If you don’t think privacy matters all that much, the unfolding British eavesdropping saga should make you think again.
Revelations that gutter journalists for the Rupert Murdoch media empire have been hacking into the phones of politicians, celebrities, victims of the 2005 subway attack, and other murder victims are sending out powerful ripples that could reach our shores. A public that has avidly consumed what passes for news in the pages of Murdoch’s tabloids The Sun and News of the World seems to have reached its “have you no shame?” moment with the admission that the investigation into the abduction and murder of 13-year-old Milly Dowler was thrown off course by the hacking of her cell phone. And the probability that this is just the tip of the iceberg.

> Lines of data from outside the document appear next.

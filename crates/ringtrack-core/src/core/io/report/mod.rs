//! Fixed-width text reports of simulation results.
//!
//! Every report shares the same preamble: three identification comment lines, a
//! blank line, an optional `# <label>` line, a `# key : value` block describing the
//! machine state, a blank line and a two-line column header. Floating-point columns
//! are printed in scientific notation with explicit sign, 17 fraction digits and a
//! signed, at least two-digit exponent, right-aligned in 24 columns.

pub mod closed_orbit;
pub mod dynap;
pub mod tracking;

use crate::core::models::accelerator::Accelerator;
use crate::core::status::Status;
use crate::engine::error::QueryError;
use std::fs::File;
use std::io::{self, Write};
use std::path::{Path, PathBuf};
use thiserror::Error;

pub use closed_orbit::ClosedOrbitReport;
pub use dynap::DynApGridReport;
pub use tracking::{LinePassReport, RingPassReport};

pub(crate) const NUMBER_WIDTH: usize = 24;
pub(crate) const NUMBER_RULE: &str = "------------------------";

#[derive(Debug, Error)]
pub enum ReportError {
    #[error("Could not open '{path}' for writing: {source}", path = path.display())]
    FileNotOpened {
        path: PathBuf,
        #[source]
        source: io::Error,
    },
    #[error("I/O error: {0}")]
    Io(#[from] io::Error),
    #[error("Inconsistent dimensions: expected at least {expected} {what}, found {found}")]
    InconsistentDimensions {
        what: &'static str,
        expected: usize,
        found: usize,
    },
    #[error("Element index {index} is out of range for a lattice of {len} elements")]
    ElementOutOfRange { index: usize, len: usize },
    #[error(transparent)]
    Query(#[from] QueryError),
}

impl ReportError {
    pub fn status(&self) -> Status {
        match self {
            ReportError::FileNotOpened { .. } | ReportError::Io(_) => Status::FileNotOpened,
            ReportError::InconsistentDimensions { .. } | ReportError::ElementOutOfRange { .. } => {
                Status::InconsistentDimensions
            }
            ReportError::Query(e) => e.status(),
        }
    }
}

/// Identification printed at the top of every report.
#[derive(Debug, Clone, PartialEq, Eq)]
pub struct ReportHeader {
    pub tool: String,
    pub version: String,
    pub organization: String,
    pub contact: String,
}

impl Default for ReportHeader {
    fn default() -> Self {
        Self {
            tool: "ringtrack".to_string(),
            version: env!("CARGO_PKG_VERSION").to_string(),
            organization: "Accelerator Physics Group".to_string(),
            contact: "accelerator-physics@example.org".to_string(),
        }
    }
}

/// A report that can be rendered for an accelerator.
pub trait Report {
    /// Writes the complete report to `writer`.
    ///
    /// # Errors
    ///
    /// Returns an error if the result arrays do not fit the lattice or writing fails.
    fn write_to(
        &self,
        accelerator: &Accelerator,
        header: &ReportHeader,
        writer: &mut impl Write,
    ) -> Result<(), ReportError>;

    /// Renders the report and writes it to `path`.
    ///
    /// The report is rendered in memory first, so a dimension error never leaves a
    /// file behind, and a destination that cannot be created yields
    /// [`ReportError::FileNotOpened`] without touching anything.
    fn write_to_path<P: AsRef<Path>>(
        &self,
        accelerator: &Accelerator,
        header: &ReportHeader,
        path: P,
    ) -> Result<(), ReportError> {
        let path = path.as_ref();
        let mut rendered = Vec::new();
        self.write_to(accelerator, header, &mut rendered)?;

        let mut file = File::create(path).map_err(|source| ReportError::FileNotOpened {
            path: path.to_path_buf(),
            source,
        })?;
        file.write_all(&rendered)?;
        Ok(())
    }
}

/// `%+24.17E` as printed by C.
pub(crate) fn sci(value: f64) -> String {
    let body = if value.is_nan() {
        if value.is_sign_negative() { "-NAN" } else { "+NAN" }.to_string()
    } else if value.is_infinite() {
        if value > 0.0 { "+INF" } else { "-INF" }.to_string()
    } else {
        let raw = format!("{:+.17E}", value);
        match raw.split_once('E') {
            Some((mantissa, exponent)) => {
                let exponent: i32 = exponent.parse().unwrap_or(0);
                let sign = if exponent < 0 { '-' } else { '+' };
                format!("{}E{}{:02}", mantissa, sign, exponent.abs())
            }
            None => raw,
        }
    };
    format!("{:>width$}", body, width = NUMBER_WIDTH)
}

fn on_off(flag: bool) -> &'static str {
    if flag { "on" } else { "off" }
}

pub(crate) fn write_preamble(
    writer: &mut impl Write,
    header: &ReportHeader,
    label: Option<&str>,
    accelerator: &Accelerator,
    key_width: usize,
) -> io::Result<()> {
    writeln!(writer, "# {} version {}", header.tool, header.version)?;
    writeln!(writer, "# {}", header.organization)?;
    writeln!(writer, "# contact: {}", header.contact)?;
    writeln!(writer)?;
    if let Some(label) = label {
        writeln!(writer, "# {}", label)?;
    }
    let state: [(&str, String); 5] = [
        ("ebeam_energy[eV]", format!("{:.6}", accelerator.energy)),
        ("harmonic_number", accelerator.harmonic_number.to_string()),
        ("cavity_state", on_off(accelerator.cavity_on).to_string()),
        ("radiation_state", on_off(accelerator.radiation_on).to_string()),
        ("chamber_state", on_off(accelerator.vchamber_on).to_string()),
    ];
    for (key, value) in &state {
        writeln!(writer, "# {:<key_width$}: {}", key, value)?;
    }
    writeln!(writer)
}

/// Column names and their dashed rules, each cell left-justified to its width.
pub(crate) fn write_column_header(
    writer: &mut impl Write,
    columns: &[(&str, &str, usize)],
) -> io::Result<()> {
    let names: Vec<String> = columns
        .iter()
        .map(|&(name, _, width)| format!("{:<width$}", name))
        .collect();
    let rules: Vec<String> = columns
        .iter()
        .map(|&(_, rule, width)| format!("{:<width$}", rule))
        .collect();
    writeln!(writer, "{}", names.join(" "))?;
    writeln!(writer, "{}", rules.join(" "))
}

/// Leading `# idx` / `fam_name` columns followed by 24-wide numeric columns.
pub(crate) fn element_columns<'a>(numeric: &[&'a str]) -> Vec<(&'a str, &'a str, usize)> {
    let mut columns = vec![("# idx", "# ---", 5), ("fam_name", "---------------", 15)];
    columns.extend(numeric.iter().map(|name| (*name, NUMBER_RULE, NUMBER_WIDTH)));
    columns
}

/// Joins the formatted values with single spaces.
pub(crate) fn sci_row(values: &[f64]) -> String {
    values.iter().map(|&v| sci(v)).collect::<Vec<_>>().join(" ")
}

Add the ingredients of bribed police officers, the close friendship between the top Murdoch executive Rebekah Brooks (who presided over the hacking) and the British Prime Minister David Cameron whose election she championed as well as the looming Murdoch take over of Sky TV and a significant chunk of British broadcasting, and you get quite a combustible mix.
Would our robust Murdoch media stable (New York Post, Fox News, Wall Street Journal) resort to similar methods? Of course not, we are told.
But here in Massachusetts we have had police improperly probing databases for dirt on celebrities and dirty tricks are a staple on Fox News.
What is happening in Britain right now should be our wake up call.